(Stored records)
.....
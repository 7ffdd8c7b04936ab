//! kiln CLI - headless entry point.
//!
//! ```text
//! main() -> init_tracing() -> KilnConfig -> Workbench -> subcommand
//! ```
//!
//! Logs go to `~/.kiln/logs/kiln.log`; stdout carries only command output.

mod commands;

use std::{
    fs::{self, OpenOptions},
    path::PathBuf,
    process::ExitCode,
    sync::Mutex,
};

use clap::Parser;
use tracing_subscriber::{EnvFilter, fmt, prelude::*};

use kiln_engine::KilnConfig;

use crate::commands::Cli;

fn init_tracing() {
    let env_filter = EnvFilter::try_from_default_env()
        .or_else(|_| EnvFilter::try_new("info"))
        .unwrap_or_else(|_| EnvFilter::new("warn"));

    let (log_file, init_warnings) = open_kiln_log_file();

    if let Some((log_path, file)) = log_file {
        tracing_subscriber::registry()
            .with(fmt::layer().with_ansi(false).with_writer(Mutex::new(file)))
            .with(env_filter)
            .init();

        tracing::info!(path = %log_path.display(), "Logging initialized");
        for warning in init_warnings {
            tracing::warn!("{warning}");
        }
        return;
    }

    // No log file: stay silent rather than mix logs into command output.
    tracing_subscriber::registry().with(env_filter).init();
}

fn open_kiln_log_file() -> (Option<(PathBuf, std::fs::File)>, Vec<String>) {
    let mut warnings = Vec::new();

    for candidate in kiln_log_file_candidates() {
        if let Some(parent) = candidate.parent()
            && let Err(e) = fs::create_dir_all(parent)
        {
            warnings.push(format!(
                "Failed to create log dir {}: {e}",
                parent.display()
            ));
            continue;
        }

        match OpenOptions::new()
            .create(true)
            .append(true)
            .open(&candidate)
        {
            Ok(file) => return (Some((candidate, file)), warnings),
            Err(e) => {
                warnings.push(format!(
                    "Failed to open log file {}: {e}",
                    candidate.display()
                ));
            }
        }
    }

    (None, warnings)
}

fn kiln_log_file_candidates() -> Vec<PathBuf> {
    let mut candidates = Vec::new();

    // Primary: ~/.kiln/logs/kiln.log
    if let Some(config_path) = KilnConfig::path()
        && let Some(config_dir) = config_path.parent()
    {
        candidates.push(config_dir.join("logs").join("kiln.log"));
    }

    // Fallback: ./.kiln/logs/kiln.log
    candidates.push(PathBuf::from(".kiln").join("logs").join("kiln.log"));

    candidates
}

fn load_config() -> KilnConfig {
    let mut config = match KilnConfig::load() {
        Ok(Some(config)) => config,
        Ok(None) => KilnConfig::default(),
        Err(e) => {
            eprintln!("Ignoring config: {e}");
            KilnConfig::default()
        }
    };
    config.apply_env_overrides();
    config
}

#[tokio::main]
async fn main() -> ExitCode {
    let cli = Cli::parse();
    init_tracing();

    let config = load_config();
    match cli.command.execute(&config).await {
        Ok(code) => code,
        Err(err) => {
            tracing::warn!("Command failed: {err:#}");
            eprintln!("Error: {err:#}");
            ExitCode::FAILURE
        }
    }
}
.....
■ Assignment
Give only the number of lines in the entries above that hold the string "info".

■ Exercise response
2